Items from a dataset:
§ §

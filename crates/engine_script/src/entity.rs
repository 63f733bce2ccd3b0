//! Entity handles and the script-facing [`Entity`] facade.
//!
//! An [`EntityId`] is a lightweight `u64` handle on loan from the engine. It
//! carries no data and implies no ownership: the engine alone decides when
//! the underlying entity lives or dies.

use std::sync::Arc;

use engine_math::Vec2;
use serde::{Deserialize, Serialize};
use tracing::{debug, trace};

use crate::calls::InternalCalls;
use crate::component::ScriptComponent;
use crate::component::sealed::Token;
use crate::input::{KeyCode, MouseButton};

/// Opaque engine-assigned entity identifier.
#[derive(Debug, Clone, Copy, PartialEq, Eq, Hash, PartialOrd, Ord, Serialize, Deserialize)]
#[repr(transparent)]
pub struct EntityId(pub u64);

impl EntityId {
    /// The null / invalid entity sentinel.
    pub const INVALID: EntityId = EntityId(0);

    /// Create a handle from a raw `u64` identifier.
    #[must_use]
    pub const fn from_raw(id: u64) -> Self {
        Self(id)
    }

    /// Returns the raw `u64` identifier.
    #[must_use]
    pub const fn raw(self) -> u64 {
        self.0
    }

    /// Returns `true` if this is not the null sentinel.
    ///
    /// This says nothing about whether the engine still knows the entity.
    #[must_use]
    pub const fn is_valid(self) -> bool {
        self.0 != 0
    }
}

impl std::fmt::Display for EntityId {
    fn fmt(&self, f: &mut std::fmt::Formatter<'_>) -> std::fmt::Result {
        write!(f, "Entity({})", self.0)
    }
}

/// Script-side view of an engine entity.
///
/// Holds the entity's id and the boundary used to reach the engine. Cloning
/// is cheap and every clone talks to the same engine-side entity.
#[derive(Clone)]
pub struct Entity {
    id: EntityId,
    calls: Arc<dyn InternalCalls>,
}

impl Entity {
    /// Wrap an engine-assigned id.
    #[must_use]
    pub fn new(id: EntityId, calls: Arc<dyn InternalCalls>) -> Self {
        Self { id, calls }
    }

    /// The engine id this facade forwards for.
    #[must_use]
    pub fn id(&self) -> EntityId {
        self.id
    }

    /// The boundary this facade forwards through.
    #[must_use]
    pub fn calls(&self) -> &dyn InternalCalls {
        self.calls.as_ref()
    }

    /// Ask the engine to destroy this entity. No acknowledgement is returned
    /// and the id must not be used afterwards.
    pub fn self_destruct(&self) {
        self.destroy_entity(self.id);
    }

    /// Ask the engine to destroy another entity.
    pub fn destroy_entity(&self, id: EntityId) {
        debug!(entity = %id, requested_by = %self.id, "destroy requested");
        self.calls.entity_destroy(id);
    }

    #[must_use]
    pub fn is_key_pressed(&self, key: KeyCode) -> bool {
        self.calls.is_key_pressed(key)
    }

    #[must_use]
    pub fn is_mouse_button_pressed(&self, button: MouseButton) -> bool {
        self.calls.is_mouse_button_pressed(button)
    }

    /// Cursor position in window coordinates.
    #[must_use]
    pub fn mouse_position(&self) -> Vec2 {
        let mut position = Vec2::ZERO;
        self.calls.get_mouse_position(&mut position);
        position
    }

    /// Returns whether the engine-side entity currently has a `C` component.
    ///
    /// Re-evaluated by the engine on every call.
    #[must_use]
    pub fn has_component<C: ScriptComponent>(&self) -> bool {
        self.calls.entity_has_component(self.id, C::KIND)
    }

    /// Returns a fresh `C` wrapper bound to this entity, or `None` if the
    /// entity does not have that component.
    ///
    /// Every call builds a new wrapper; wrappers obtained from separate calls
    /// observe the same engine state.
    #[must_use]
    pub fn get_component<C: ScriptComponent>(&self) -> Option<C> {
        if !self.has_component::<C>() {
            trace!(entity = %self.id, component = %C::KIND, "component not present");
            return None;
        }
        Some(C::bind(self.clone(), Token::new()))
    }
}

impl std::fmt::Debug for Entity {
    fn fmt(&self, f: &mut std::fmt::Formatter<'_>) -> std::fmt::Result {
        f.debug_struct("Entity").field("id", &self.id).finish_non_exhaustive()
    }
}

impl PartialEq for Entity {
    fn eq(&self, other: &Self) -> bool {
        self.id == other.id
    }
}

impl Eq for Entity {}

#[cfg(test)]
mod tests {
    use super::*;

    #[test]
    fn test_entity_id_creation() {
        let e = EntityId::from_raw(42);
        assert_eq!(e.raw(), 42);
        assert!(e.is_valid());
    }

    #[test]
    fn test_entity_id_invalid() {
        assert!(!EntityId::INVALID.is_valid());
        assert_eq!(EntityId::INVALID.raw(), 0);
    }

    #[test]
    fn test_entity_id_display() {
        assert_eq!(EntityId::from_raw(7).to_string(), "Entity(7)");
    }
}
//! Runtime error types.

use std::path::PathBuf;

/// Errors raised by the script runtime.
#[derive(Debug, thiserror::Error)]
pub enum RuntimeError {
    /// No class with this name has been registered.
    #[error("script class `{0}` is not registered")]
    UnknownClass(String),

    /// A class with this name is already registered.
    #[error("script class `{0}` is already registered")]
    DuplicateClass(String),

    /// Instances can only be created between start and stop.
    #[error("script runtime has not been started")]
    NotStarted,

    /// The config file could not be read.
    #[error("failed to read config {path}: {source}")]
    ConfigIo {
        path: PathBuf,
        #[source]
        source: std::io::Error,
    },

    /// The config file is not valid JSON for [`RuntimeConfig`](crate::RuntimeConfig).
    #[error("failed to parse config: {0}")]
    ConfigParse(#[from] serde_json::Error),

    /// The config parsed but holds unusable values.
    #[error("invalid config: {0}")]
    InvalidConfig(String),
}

§ §

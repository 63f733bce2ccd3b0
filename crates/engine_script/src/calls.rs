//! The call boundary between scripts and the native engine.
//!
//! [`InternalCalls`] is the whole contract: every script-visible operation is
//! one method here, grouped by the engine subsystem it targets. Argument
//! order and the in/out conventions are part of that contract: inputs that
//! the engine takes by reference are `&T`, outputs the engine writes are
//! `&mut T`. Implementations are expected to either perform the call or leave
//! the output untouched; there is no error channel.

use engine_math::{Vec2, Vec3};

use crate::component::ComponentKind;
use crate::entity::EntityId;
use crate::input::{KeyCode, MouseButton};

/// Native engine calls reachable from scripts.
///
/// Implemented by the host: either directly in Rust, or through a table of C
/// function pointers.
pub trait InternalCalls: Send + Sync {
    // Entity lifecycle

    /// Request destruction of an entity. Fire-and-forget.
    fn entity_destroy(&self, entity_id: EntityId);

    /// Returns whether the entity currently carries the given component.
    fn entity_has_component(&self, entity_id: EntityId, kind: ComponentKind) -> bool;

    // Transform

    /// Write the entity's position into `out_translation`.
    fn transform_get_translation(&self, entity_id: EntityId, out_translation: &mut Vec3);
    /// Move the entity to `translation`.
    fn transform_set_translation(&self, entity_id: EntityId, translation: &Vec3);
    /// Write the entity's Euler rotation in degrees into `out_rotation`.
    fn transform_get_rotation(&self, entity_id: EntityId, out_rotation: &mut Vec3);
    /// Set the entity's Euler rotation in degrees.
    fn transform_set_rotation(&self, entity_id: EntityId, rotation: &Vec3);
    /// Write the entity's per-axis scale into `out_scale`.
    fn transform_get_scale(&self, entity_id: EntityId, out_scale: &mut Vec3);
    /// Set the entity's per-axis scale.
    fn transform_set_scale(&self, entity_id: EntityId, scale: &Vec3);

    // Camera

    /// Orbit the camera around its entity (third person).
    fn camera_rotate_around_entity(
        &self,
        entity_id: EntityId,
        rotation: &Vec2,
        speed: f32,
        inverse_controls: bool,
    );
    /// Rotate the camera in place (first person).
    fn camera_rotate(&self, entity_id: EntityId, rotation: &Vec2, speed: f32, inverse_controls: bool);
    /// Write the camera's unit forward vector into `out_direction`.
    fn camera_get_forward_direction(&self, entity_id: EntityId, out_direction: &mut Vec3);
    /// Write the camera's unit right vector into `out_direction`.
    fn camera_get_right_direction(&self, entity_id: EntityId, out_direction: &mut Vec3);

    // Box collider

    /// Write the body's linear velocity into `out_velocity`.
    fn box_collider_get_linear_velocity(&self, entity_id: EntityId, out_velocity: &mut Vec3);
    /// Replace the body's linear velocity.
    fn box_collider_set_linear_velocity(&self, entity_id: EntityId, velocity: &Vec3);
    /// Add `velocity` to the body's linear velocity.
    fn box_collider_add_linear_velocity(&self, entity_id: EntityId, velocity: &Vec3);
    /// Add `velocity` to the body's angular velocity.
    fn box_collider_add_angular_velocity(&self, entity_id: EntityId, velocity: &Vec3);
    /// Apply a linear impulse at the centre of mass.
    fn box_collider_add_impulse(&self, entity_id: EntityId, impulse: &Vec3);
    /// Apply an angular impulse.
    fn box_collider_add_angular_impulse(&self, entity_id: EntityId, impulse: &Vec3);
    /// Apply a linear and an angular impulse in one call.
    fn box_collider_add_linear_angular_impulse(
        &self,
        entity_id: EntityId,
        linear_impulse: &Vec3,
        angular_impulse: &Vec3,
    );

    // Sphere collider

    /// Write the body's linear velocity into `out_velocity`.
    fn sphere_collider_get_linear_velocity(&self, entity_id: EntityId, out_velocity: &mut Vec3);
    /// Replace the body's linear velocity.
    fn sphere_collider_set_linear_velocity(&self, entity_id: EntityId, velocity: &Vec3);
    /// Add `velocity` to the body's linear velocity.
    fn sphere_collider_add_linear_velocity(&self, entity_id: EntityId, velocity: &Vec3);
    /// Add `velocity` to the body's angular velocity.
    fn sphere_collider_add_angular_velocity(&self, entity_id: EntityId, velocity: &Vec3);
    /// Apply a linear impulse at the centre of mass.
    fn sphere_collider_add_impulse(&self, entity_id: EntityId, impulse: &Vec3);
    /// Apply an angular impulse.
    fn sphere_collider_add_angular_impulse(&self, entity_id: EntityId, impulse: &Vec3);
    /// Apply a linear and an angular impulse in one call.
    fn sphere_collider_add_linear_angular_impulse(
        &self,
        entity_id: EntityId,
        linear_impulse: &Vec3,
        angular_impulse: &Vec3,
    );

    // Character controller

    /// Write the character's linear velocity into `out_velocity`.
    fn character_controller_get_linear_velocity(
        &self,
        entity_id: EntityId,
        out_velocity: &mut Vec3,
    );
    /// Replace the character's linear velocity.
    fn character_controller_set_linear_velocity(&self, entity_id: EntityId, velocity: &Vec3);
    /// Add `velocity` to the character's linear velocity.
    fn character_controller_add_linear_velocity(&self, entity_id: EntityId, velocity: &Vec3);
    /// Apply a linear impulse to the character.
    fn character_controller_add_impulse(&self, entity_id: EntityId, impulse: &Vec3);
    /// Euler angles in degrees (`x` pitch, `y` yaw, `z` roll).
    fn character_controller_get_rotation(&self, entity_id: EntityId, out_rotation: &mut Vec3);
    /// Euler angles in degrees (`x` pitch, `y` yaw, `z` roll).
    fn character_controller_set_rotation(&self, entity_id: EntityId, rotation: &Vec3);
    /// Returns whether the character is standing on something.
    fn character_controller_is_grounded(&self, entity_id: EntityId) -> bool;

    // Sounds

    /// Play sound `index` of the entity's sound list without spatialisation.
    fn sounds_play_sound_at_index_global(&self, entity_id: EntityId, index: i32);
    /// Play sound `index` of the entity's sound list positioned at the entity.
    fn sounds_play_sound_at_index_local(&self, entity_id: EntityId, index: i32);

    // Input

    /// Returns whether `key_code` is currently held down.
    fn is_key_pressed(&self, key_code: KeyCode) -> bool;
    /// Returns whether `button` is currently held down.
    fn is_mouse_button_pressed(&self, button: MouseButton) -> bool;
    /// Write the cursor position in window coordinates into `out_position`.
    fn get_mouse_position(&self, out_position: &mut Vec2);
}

§ §

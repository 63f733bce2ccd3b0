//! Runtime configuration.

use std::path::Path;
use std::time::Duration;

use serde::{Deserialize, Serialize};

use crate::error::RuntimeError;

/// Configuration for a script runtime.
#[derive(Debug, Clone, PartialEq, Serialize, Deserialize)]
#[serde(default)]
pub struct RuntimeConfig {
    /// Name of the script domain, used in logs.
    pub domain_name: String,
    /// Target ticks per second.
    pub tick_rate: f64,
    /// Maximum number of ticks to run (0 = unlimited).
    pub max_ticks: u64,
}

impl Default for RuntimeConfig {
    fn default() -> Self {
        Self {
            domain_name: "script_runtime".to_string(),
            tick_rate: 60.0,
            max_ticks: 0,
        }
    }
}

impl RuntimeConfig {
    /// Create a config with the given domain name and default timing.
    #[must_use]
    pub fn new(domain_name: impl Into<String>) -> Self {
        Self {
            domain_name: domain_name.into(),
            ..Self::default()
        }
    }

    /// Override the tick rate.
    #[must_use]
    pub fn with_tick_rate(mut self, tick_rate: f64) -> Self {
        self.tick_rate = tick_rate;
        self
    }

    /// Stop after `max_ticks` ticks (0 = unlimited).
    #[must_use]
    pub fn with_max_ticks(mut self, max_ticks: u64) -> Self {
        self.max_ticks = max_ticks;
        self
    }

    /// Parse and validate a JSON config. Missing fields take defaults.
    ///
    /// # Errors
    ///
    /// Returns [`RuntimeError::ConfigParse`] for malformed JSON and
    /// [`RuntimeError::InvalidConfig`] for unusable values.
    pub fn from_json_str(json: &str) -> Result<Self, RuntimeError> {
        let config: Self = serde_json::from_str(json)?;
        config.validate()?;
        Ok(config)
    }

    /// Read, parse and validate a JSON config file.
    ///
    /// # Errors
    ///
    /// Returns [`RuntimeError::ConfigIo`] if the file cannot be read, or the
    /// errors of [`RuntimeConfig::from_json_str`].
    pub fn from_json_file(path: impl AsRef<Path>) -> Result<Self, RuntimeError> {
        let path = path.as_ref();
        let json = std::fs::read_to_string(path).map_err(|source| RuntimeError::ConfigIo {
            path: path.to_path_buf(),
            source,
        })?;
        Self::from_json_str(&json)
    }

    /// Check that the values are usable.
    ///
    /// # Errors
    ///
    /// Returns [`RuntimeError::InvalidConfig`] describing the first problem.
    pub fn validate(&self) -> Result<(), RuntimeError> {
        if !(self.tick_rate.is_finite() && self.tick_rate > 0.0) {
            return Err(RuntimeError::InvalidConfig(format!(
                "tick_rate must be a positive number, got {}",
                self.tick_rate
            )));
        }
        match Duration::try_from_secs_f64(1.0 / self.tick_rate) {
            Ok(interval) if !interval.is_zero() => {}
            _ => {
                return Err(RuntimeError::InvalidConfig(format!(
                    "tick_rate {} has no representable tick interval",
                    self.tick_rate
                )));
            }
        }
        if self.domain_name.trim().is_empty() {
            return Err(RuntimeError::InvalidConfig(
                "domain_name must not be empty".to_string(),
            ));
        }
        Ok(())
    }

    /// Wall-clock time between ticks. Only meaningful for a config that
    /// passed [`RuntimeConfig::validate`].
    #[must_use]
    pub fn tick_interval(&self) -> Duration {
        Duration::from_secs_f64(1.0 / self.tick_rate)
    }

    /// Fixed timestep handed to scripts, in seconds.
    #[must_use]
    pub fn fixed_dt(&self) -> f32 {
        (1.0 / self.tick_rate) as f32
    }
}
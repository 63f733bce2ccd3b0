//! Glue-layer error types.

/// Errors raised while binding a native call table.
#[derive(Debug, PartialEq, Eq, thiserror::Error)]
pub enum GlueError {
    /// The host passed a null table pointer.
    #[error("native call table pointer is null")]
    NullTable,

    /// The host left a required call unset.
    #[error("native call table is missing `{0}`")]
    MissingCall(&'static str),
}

§ §

* [DESCRIPTION OF THE TASK] Wherever "Token" turns up in the records, copy the whole line.

* [WRITTEN REPLY]
use crate::component::sealed::Token;
        Some(C::bind(self.clone(), Token::new()))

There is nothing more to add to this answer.